Sunday Wisdom: Love Thy Neighbor (Yes, Even the Loud Ones)

Hi, ya’ll! This post is quite a bit late, so I do apologize for that! Hope that your week has been treating you well, and this week only gets better. Sunday’s theme at church was, the classic, “Love thy neighbor.” A classic one, but one that we certainly can still learn from.

Over the summer, my boyfriend, Bobby, and I went on a camping trip. The day that we were packing up to leave, he got his keys stuck in the car and we couldn’t get them out. We had parked in the alley near the apartment so that we could bring things down from my apartment easier. Usually, there was a van parked there, but it wasn’t parked there today, which we were really excited about.

Then, we lost the keys. Initially, we had no idea that they were locked in the car, so we were looking everywhere. We looked through the alley, the stairs, my apartment, anywhere we could think of. Still, no keys. Eventually, Bobby came upon the realization that they must be inside the car. Which was locked. And we had no spare key. And the car windows were up. And we were supposed to have left half an hour ago. To say we were disheartened was an understatement. 
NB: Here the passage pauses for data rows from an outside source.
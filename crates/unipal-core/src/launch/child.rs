//! # Post-Fork Child Path
//!
//! The restricted execution mode between `fork()` and `exec()`.
//!
//! From the moment the child begins running until it reaches `execve`, it
//! shares the parent's memory image but owns none of the parent's threads.
//! Any lock that happened to be held by a sibling thread at the fork
//! instant is held forever in the child, so this code path must not take
//! locks, must not allocate or free heap memory, and must not run any
//! diagnostics that do either. Everything it needs is prepared by the
//! parent before `fork()`; on any failure it dies via `_exit`, never via
//! the runtime teardown path.

use std::ffi::CString;
use std::os::fd::RawFd;
use std::os::raw::{c_char, c_void};

use crate::context::process_context;

/// The single byte that releases a suspended-start child.
///
/// Anything else arriving on the wake pipe, including end-of-file from a
/// parent that died before resuming, is fatal to the child.
pub(crate) const WAKE_BYTE: u8 = 0x2A;

/// Exit status the child reports when the pre-exec sequence fails.
const CHILD_FAILURE: libc::c_int = libc::EXIT_FAILURE;

/// Everything the child needs, materialized before `fork()`.
///
/// The `*_ptrs` vectors are null-terminated views into the owned
/// `CString`s; keeping both here pins the backing storage for the whole
/// fork→exec window without any allocation in the child.
pub(crate) struct ChildLaunch
{
    pub exe: CString,
    #[allow(dead_code)] // owns the storage behind argv_ptrs
    pub argv: Vec<CString>,
    pub argv_ptrs: Vec<*const c_char>,
    #[allow(dead_code)] // owns the storage behind envp_ptrs
    pub envp: Option<Vec<CString>>,
    pub envp_ptrs: Option<Vec<*const c_char>>,
    pub cwd: Option<CString>,
    pub stdio: Option<[RawFd; 3]>,
    /// (read end for the child, write end owned by the parent)
    pub wake_pipe: Option<(RawFd, RawFd)>,
}

fn errno() -> i32
{
    std::io::Error::last_os_error().raw_os_error().unwrap_or(0)
}

/// Run the child side of the fork. Never returns.
///
/// ## Safety
///
/// Must be called exactly once, in the child, immediately after a `fork()`
/// whose setup populated `launch`. Calling it in a process with live
/// sibling threads violates the lock-free contract described in the module
/// docs.
pub(crate) unsafe fn execute(launch: &ChildLaunch) -> !
{
    // The runtime is uninitialized in this process now; a plain atomic
    // store is the only bookkeeping the child is allowed.
    process_context().reset_after_fork();

    // Clear the inherited signal mask.
    let mut mask: libc::sigset_t = std::mem::zeroed();
    libc::sigemptyset(&mut mask);
    if libc::sigprocmask(libc::SIG_SETMASK, &mask, std::ptr::null_mut()) != 0 {
        libc::_exit(CHILD_FAILURE);
    }

    if let Some((read_fd, write_fd)) = launch.wake_pipe {
        // The write end belongs to the resumer.
        libc::close(write_fd);

        let mut resume_code: u8 = 0;
        loop {
            let n = libc::read(read_fd, std::ptr::addr_of_mut!(resume_code).cast::<c_void>(), 1);
            if n == 1 {
                break;
            }
            if n == -1 && errno() == libc::EINTR {
                continue;
            }
            // read returning 0 means the other end was closed, e.g. because
            // the parent died before resuming us.
            libc::_exit(CHILD_FAILURE);
        }

        if resume_code != WAKE_BYTE {
            libc::_exit(CHILD_FAILURE);
        }

        libc::close(read_fd);
    }

    if let Some(cwd) = &launch.cwd {
        // Failure to switch directory is tolerated, as it is on the
        // original CreateProcess path.
        let _ = libc::chdir(cwd.as_ptr());
    }

    if let Some(fds) = launch.stdio {
        // dup2 closes the destination atomically before duplicating.
        for (source, target) in fds.iter().zip([libc::STDIN_FILENO, libc::STDOUT_FILENO, libc::STDERR_FILENO]) {
            if libc::dup2(*source, target) == -1 {
                libc::_exit(CHILD_FAILURE);
            }
        }
        // The originals are no longer needed. A source that is itself a
        // standard descriptor has already been replaced or reused above
        // and must not be closed.
        for source in fds {
            if source > libc::STDERR_FILENO {
                libc::close(source);
            }
        }
    }

    match &launch.envp_ptrs {
        Some(envp) => {
            libc::execve(launch.exe.as_ptr(), launch.argv_ptrs.as_ptr(), envp.as_ptr());
        }
        None => {
            libc::execv(launch.exe.as_ptr(), launch.argv_ptrs.as_ptr());
        }
    }

    // exec only returns on failure.
    libc::_exit(CHILD_FAILURE)
}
Bobby said that we needed a wire hanger to try to break into the car and unlock it from the inside. I, being a practical girl, only had felt hangers, you know, so things don’t slip off, and also because they save space. A great investment, by the way. Unless, of course, you’re trying to break into your car. Which, unfortunately, we were trying to do.

My advice, when all else fails: call your dad. That’s what I did, anyhow. 

“Dad? Hi. Bobby and I are locked out of his car, and we need a wire hanger to break into it, and we’re supposed to go camping, but we’re late and the keys are in the car…”

(When I’m nervous, I have a habit of over-explaining, if you couldn’t tell.)

He, being the great dad he is, said he’d be over shortly, and he’d find a wire hanger, too.

During this time, I went back to the apartment to double-check and see if the keys were magically there. In my hurry, I left the door to my apartment open.

I had lived there for a month or so, but hadn’t really talked to any of my neighbors. I think at that point, there was only one apartment filled. There was an older man and woman there. For whatever reason, I had been kind of scared of them. Well, I had never seen the man, so I suppose I was scared of the woman. She then passed by my open door, and I said hello.

She said hi back, and then paused.

“Is that your car there?”

“Well, it’s my boyfriend’s. We locked the keys in there, and we’re trying to go camping, so my dad is coming to try to help us break into it.”

She goes on to explain to me that it’s her van that’s usually parked there, and that she parks there because she has trouble walking, and parking there minimizes the amount of steps she has to take. She tells me that she knows they need to move to an apartment that’s easier for them to access (We have quite a few stairs going into our building) but they’ve lived there so long and it would be just too hard for them to move.

And I’ll tell you what. I felt BAD. Bad for every mean thought I had had about that van. For when I cursed that van when I was moving in because I had to walk a little farther to get into my apartment, bad for it all. I felt like the worst person in the world. I apologized profusely. I apologized that his car was stuck there, because she said that she was scared she would get a parking ticket, because she had to park on the street. But, unknown to her, I was also apologizing for the unkind thoughts I had had toward the van, and by association, her. 

I wish I could say that this interaction caused us to become best friends, but it didn’t. However, I am able to feel compassion towards her, and whenever I see her, I always make sure to say hi, and to make whatever conversation I can. It’s so easier to be sympathetic towards someone once you know their story, but shouldn’t we be that sympathetic always? We can’t only be kind to people whose story we know, because that is too easy. It’s much harder to be kind to people who are being difficult for seemingly no reason. And still being kind to them, despite what their disposition may be, is what loving your neighbor is all about. 

It’s so easy to get annoyed, and I, unfortunately, get annoyed quite easily. It’s one of the many things that I’m working on. Loving your neighbor is not always easy, and loving your neighbor(s) when living in an apartment is even harder. You’re living in a very small space where you can hear every move that they make through the shared walls. Which, isn’t always a comfortable thing. But then I think that they have to listen to me singing along to music in the morning. Very off-key, might I add. I’ve never had someone complain to me about it. And so, in turn, when my new neighbors are causing a ruckus before they go out to the bars, I just let them have fun. I don’t make a fuss, even when I’m trying to go to sleep.

Being a good neighbor isn’t just about keeping quiet, so as not to keep your neighbors up. It’s also about being friendly, even being friends with your neighbors. Which is something that I feel like people do anymore. When I was little I remember being so excited every time a family would move into the neighborhood, because it meant that there were potential friends moving in. I need to get back that way of thinking, of thinking that every new person is a friend, and to not only exist with my neighbors, but to love them as well.

Thanks for reading! Have a great week!